Your goal:
Which lines to output? The line containing "pub mod entity;" and every line after it in the data below, each copied exactly.

Given entries:
◆ ◆ ◆

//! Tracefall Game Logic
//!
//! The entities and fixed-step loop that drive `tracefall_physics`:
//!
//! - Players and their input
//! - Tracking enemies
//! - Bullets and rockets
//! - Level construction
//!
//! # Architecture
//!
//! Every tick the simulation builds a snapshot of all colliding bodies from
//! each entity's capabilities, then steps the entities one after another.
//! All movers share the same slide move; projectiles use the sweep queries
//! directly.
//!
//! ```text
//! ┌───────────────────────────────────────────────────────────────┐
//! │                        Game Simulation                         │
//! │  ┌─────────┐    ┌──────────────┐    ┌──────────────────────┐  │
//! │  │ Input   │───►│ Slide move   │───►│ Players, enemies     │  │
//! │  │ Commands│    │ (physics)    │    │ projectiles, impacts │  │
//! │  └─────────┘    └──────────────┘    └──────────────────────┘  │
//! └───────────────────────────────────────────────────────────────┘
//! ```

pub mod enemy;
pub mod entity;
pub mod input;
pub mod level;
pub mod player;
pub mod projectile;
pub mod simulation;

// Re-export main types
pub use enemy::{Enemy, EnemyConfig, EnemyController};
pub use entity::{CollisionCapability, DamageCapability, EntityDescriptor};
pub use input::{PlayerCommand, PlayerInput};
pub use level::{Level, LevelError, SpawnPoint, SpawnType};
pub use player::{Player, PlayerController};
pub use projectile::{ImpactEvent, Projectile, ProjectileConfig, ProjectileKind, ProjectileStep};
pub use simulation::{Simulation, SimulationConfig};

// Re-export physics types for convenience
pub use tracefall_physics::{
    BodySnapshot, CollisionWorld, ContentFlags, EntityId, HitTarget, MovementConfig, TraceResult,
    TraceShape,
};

◆ ◆ ◆

Written answer:
pub mod entity;
pub mod input;
pub mod level;
pub mod player;
pub mod projectile;
pub mod simulation;

// Re-export main types
pub use enemy::{Enemy, EnemyConfig, EnemyController};
pub use entity::{CollisionCapability, DamageCapability, EntityDescriptor};
pub use input::{PlayerCommand, PlayerInput};
pub use level::{Level, LevelError, SpawnPoint, SpawnType};
pub use player::{Player, PlayerController};
pub use projectile::{ImpactEvent, Projectile, ProjectileConfig, ProjectileKind, ProjectileStep};
pub use simulation::{Simulation, SimulationConfig};

// Re-export physics types for convenience
pub use tracefall_physics::{
    BodySnapshot, CollisionWorld, ContentFlags, EntityId, HitTarget, MovementConfig, TraceResult,
    TraceShape,
};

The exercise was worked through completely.